START DATASET ENTRIES
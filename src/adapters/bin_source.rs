use std::time::Duration;

use reqwest::StatusCode;
use reqwest::blocking::{Client, RequestBuilder, Response};
use serde_json::Value;
use thiserror::Error;

use crate::domain::bin_payload::{ParseError, parse_bin, parse_bin_list};
use crate::domain::bin_record::BinRecord;

const BINS_PATH: &str = "waste-bins";
const DUPLICATE_MARKERS: &[&str] = &["already exists", "duplicate"];

pub trait BinSource: Send + Sync + 'static {
    fn fetch_bins(&self) -> Result<Vec<BinRecord>, BinSourceError>;
    fn create_bin(&self, bin: &BinRecord) -> Result<BinRecord, BinSourceError>;
    fn update_bin(&self, bin: &BinRecord) -> Result<BinRecord, BinSourceError>;
}

#[derive(Debug, Error)]
pub enum BinSourceError {
    #[error("no credentials available for the bins backend")]
    Unauthenticated,
    #[error("bins backend request failed: {0}")]
    Network(#[from] reqwest::Error),
    #[error("bins backend returned {status}: {body}")]
    Status { status: u16, body: String },
    #[error("bins backend rejected a duplicate bin: {0}")]
    Duplicate(String),
    #[error("failed to read bins payload as JSON: {0}")]
    Json(#[from] serde_json::Error),
    #[error("unexpected bins payload: {0}")]
    Payload(#[from] ParseError),
    #[error("bins backend returned a record that could not be read")]
    InvalidRecord,
    #[error("bin source I/O failed: {0}")]
    Io(#[from] std::io::Error),
}

#[derive(Debug, Clone)]
pub struct HttpBinSource {
    client: Client,
    base_url: String,
    token: Option<String>,
}

impl HttpBinSource {
    pub fn new(
        base_url: &str,
        token: Option<String>,
        timeout: Duration,
    ) -> Result<Self, BinSourceError> {
        let client = Client::builder().timeout(timeout).build()?;

        Ok(Self {
            client,
            base_url: base_url.trim_end_matches('/').to_string(),
            token: token.filter(|value| !value.trim().is_empty()),
        })
    }

    fn collection_url(&self) -> String {
        format!("{}/{BINS_PATH}", self.base_url)
    }

    fn item_url(&self, id: &str) -> String {
        format!("{}/{BINS_PATH}/{id}", self.base_url)
    }

    fn authorized(&self, request: RequestBuilder) -> Result<RequestBuilder, BinSourceError> {
        let token = self.token.as_deref().ok_or(BinSourceError::Unauthenticated)?;
        Ok(request.bearer_auth(token))
    }

    fn send(&self, request: RequestBuilder) -> Result<Value, BinSourceError> {
        let response = self.authorized(request)?.send()?;
        read_json(response)
    }
}

impl BinSource for HttpBinSource {
    fn fetch_bins(&self) -> Result<Vec<BinRecord>, BinSourceError> {
        let payload = self.send(self.client.get(self.collection_url()))?;
        let parsed = parse_bin_list(&payload)?;

        if parsed.skipped > 0 {
            tracing::warn!(
                skipped = parsed.skipped,
                received = parsed.bins.len() + parsed.skipped,
                "bins backend returned unreadable records"
            );
        }

        Ok(parsed.bins)
    }

    fn create_bin(&self, bin: &BinRecord) -> Result<BinRecord, BinSourceError> {
        let mut body = serde_json::to_value(bin)?;
        if let Some(object) = body.as_object_mut() {
            object.remove("id");
        }

        let payload = self.send(self.client.post(self.collection_url()).json(&body))?;
        parse_bin(&unwrap_data(payload)).ok_or(BinSourceError::InvalidRecord)
    }

    fn update_bin(&self, bin: &BinRecord) -> Result<BinRecord, BinSourceError> {
        let payload = self.send(self.client.put(self.item_url(&bin.id)).json(bin))?;
        parse_bin(&unwrap_data(payload)).ok_or(BinSourceError::InvalidRecord)
    }
}

fn read_json(response: Response) -> Result<Value, BinSourceError> {
    let status = response.status();
    let body = if status.is_success() {
        response.text()?
    } else {
        response.text().unwrap_or_default()
    };

    decode_response(status, body)
}

/// Turns a backend status and raw body into JSON or the matching error.
/// Shared by the HTTP client and the fixture replay source.
pub(crate) fn decode_response(status: StatusCode, body: String) -> Result<Value, BinSourceError> {
    if status.is_success() {
        return serde_json::from_str(&body).map_err(BinSourceError::from);
    }

    Err(classify_failure(status, body))
}

fn classify_failure(status: StatusCode, body: String) -> BinSourceError {
    if status == StatusCode::UNAUTHORIZED {
        return BinSourceError::Unauthenticated;
    }

    let lowered = body.to_lowercase();
    if status == StatusCode::BAD_REQUEST
        && DUPLICATE_MARKERS
            .iter()
            .any(|marker| lowered.contains(marker))
    {
        return BinSourceError::Duplicate(body);
    }

    BinSourceError::Status {
        status: status.as_u16(),
        body,
    }
}

pub(crate) fn unwrap_data(payload: Value) -> Value {
    match payload {
        Value::Object(mut object) if object.get("data").is_some_and(Value::is_object) => {
            object.remove("data").unwrap_or(Value::Null)
        }
        other => other,
    }
}
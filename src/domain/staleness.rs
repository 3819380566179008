use chrono::{DateTime, FixedOffset};
use serde::Serialize;

use crate::domain::bin_record::BinRecord;
use crate::domain::timestamp::{TimestampMs, parse_legacy_label, parse_timestamp};

/// Ten hours without any sign of life marks a camera as offline.
pub const OFFLINE_THRESHOLD_MS: i64 = 10 * 60 * 60 * 1000;

#[derive(Debug, Clone, Copy, PartialEq, Eq, Serialize)]
#[serde(rename_all = "snake_case")]
pub enum CameraStatus {
    Online,
    Offline,
}

impl CameraStatus {
    pub fn for_bin(bin: &BinRecord, now: &DateTime<FixedOffset>) -> Self {
        if is_camera_offline(bin, now) {
            Self::Offline
        } else {
            Self::Online
        }
    }

    /// Label shown on the dashboard.
    pub fn label(self) -> &'static str {
        match self {
            Self::Online => "Kamera ishlayapti",
            Self::Offline => "Kamera ishlamayabdi",
        }
    }
}

/// Most recent of the analysis timestamp and the device ping that could be parsed.
pub fn effective_last_seen(bin: &BinRecord, now: &DateTime<FixedOffset>) -> Option<TimestampMs> {
    let local = now.offset();
    let analysed_at = bin
        .last_analysis
        .as_deref()
        .and_then(|raw| parse_timestamp(raw, local).or_else(|| parse_legacy_label(raw, now)));
    let pinged_at = bin.last_ping().and_then(|raw| parse_timestamp(raw, local));

    match (analysed_at, pinged_at) {
        (Some(analysed_at), Some(pinged_at)) => Some(analysed_at.max(pinged_at)),
        (analysed_at, pinged_at) => analysed_at.or(pinged_at),
    }
}

pub fn is_camera_offline(bin: &BinRecord, now: &DateTime<FixedOffset>) -> bool {
    let Some(last_seen) = effective_last_seen(bin, now) else {
        return true;
    };

    now.timestamp_millis() - last_seen.0 > OFFLINE_THRESHOLD_MS
}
END DATASET ENTRIES
## EXERCISE DESCRIPTION
All lines from the beginning of the entries through the line marked "pub trait BinSource: Send" are to be output exactly; nothing else belongs in the answer.

## WRITTEN ANSWER
filename src/adapters/bin_source.rs
use std::time::Duration;

use reqwest::StatusCode;
use reqwest::blocking::{Client, RequestBuilder, Response};
use serde_json::Value;
use thiserror::Error;

use crate::domain::bin_payload::{ParseError, parse_bin, parse_bin_list};
use crate::domain::bin_record::BinRecord;

const BINS_PATH: &str = "waste-bins";
const DUPLICATE_MARKERS: &[&str] = &["already exists", "duplicate"];

pub trait BinSource: Send + Sync + 'static {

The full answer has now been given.